**Dataset excerpts**
-------
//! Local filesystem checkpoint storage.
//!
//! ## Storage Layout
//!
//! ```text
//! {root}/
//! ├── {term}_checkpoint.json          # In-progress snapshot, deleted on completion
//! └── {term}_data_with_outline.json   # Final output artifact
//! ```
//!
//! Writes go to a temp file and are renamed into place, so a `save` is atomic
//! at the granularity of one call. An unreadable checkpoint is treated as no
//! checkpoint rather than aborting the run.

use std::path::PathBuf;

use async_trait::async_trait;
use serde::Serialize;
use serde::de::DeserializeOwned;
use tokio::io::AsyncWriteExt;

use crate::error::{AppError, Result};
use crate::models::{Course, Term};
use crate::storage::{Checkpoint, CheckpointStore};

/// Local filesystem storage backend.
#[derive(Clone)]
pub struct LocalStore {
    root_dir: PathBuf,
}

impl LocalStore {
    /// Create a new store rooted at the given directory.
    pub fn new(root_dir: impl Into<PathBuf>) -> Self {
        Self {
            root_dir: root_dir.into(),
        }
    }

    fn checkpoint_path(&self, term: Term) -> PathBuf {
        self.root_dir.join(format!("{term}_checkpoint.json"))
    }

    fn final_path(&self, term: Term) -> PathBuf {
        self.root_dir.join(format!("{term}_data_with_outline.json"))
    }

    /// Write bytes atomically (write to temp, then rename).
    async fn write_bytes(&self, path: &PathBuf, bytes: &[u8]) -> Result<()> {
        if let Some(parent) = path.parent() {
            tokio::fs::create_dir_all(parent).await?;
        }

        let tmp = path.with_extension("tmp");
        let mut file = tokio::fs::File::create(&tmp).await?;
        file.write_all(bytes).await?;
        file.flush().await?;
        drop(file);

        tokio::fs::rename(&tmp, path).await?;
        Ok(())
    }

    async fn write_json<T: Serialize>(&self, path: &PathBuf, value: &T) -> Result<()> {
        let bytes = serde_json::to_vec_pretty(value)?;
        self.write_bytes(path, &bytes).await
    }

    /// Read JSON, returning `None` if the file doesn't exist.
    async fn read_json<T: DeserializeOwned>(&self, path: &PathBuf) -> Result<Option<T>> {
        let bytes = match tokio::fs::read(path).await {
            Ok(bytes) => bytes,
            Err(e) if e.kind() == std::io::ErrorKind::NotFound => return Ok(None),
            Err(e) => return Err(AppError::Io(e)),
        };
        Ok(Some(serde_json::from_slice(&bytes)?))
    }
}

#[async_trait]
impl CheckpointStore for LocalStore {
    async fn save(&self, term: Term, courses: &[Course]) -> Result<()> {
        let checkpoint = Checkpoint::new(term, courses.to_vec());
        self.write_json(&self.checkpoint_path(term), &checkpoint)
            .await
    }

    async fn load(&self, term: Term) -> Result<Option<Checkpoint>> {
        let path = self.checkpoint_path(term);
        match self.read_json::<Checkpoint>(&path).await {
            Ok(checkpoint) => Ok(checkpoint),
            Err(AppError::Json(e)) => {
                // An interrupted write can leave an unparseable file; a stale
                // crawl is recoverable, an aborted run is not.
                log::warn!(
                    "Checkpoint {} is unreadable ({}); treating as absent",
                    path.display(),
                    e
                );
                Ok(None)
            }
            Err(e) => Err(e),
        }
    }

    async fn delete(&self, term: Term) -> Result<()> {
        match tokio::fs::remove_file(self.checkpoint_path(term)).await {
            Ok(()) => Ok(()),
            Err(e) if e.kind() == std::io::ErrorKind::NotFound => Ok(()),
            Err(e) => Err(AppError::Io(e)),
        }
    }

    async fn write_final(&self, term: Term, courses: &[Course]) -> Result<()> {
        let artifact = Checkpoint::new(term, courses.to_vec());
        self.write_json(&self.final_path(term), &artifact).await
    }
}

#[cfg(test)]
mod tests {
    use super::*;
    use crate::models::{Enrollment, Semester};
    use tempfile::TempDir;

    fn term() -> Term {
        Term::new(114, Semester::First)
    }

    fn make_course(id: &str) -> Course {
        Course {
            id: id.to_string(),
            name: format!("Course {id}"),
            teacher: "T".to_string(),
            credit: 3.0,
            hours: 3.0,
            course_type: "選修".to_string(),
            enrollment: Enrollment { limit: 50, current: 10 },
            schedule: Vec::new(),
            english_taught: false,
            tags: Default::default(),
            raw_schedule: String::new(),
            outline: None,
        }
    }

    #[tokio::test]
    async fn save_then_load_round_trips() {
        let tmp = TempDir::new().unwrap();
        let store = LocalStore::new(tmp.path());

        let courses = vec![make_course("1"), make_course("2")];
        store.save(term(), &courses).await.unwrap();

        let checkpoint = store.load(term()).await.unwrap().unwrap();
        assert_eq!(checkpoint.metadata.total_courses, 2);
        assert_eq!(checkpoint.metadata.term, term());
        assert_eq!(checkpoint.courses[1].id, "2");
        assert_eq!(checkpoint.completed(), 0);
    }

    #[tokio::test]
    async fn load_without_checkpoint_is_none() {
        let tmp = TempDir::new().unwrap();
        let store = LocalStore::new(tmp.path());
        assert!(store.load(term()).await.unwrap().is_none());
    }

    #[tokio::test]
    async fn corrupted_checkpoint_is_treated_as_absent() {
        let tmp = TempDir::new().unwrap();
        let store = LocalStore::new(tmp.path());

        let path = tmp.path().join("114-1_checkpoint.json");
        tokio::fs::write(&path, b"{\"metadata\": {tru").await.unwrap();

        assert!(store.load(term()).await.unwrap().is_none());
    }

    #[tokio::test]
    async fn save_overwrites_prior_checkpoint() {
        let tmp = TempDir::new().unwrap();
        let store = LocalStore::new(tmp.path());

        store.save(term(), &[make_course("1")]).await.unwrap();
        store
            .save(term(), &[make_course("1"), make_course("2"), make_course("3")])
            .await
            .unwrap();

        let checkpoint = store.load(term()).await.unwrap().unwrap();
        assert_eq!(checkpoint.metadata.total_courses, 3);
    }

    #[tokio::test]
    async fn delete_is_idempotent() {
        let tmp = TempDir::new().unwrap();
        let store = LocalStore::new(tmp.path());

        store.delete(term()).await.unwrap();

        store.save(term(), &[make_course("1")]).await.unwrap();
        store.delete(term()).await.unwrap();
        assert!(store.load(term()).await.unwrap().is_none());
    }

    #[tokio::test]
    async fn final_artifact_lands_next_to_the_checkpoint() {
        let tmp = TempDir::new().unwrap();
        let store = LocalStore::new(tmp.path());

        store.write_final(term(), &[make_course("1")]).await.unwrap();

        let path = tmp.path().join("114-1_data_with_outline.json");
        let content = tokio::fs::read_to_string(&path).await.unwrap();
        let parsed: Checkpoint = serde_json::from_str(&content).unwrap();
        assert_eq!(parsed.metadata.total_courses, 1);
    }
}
-------
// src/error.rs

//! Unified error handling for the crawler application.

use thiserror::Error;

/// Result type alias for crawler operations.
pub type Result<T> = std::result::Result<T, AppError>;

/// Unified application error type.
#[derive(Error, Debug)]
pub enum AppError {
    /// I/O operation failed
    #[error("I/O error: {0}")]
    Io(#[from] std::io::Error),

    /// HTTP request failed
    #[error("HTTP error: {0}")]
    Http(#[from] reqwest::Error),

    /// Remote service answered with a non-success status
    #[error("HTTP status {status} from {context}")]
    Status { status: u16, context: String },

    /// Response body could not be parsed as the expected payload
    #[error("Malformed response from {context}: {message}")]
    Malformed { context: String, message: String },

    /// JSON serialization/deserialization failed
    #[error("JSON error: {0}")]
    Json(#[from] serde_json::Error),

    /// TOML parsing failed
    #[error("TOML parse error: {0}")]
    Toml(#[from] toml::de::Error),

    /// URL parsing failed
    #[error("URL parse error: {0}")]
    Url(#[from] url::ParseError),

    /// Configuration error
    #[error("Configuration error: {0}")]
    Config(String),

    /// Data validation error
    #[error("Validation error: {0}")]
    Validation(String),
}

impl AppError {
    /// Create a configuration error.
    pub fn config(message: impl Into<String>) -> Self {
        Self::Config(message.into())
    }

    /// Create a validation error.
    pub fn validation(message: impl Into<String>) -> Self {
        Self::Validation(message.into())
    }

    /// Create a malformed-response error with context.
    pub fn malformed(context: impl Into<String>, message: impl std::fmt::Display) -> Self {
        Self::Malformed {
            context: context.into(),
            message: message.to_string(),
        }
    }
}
-------
**EXERCISE DETAILS**
Scan the records above for the lines holding "filesystem checkpoint storage." and "use std::path::PathBuf;". Transcribe those two and every line between them word for word, and no others.

**REPLY**
//! Local filesystem checkpoint storage.
//!
//! ## Storage Layout
//!
//! ```text
//! {root}/
//! ├── {term}_checkpoint.json          # In-progress snapshot, deleted on completion
//! └── {term}_data_with_outline.json   # Final output artifact
//! ```
//!
//! Writes go to a temp file and are renamed into place, so a `save` is atomic
//! at the granularity of one call. An unreadable checkpoint is treated as no
//! checkpoint rather than aborting the run.

use std::path::PathBuf;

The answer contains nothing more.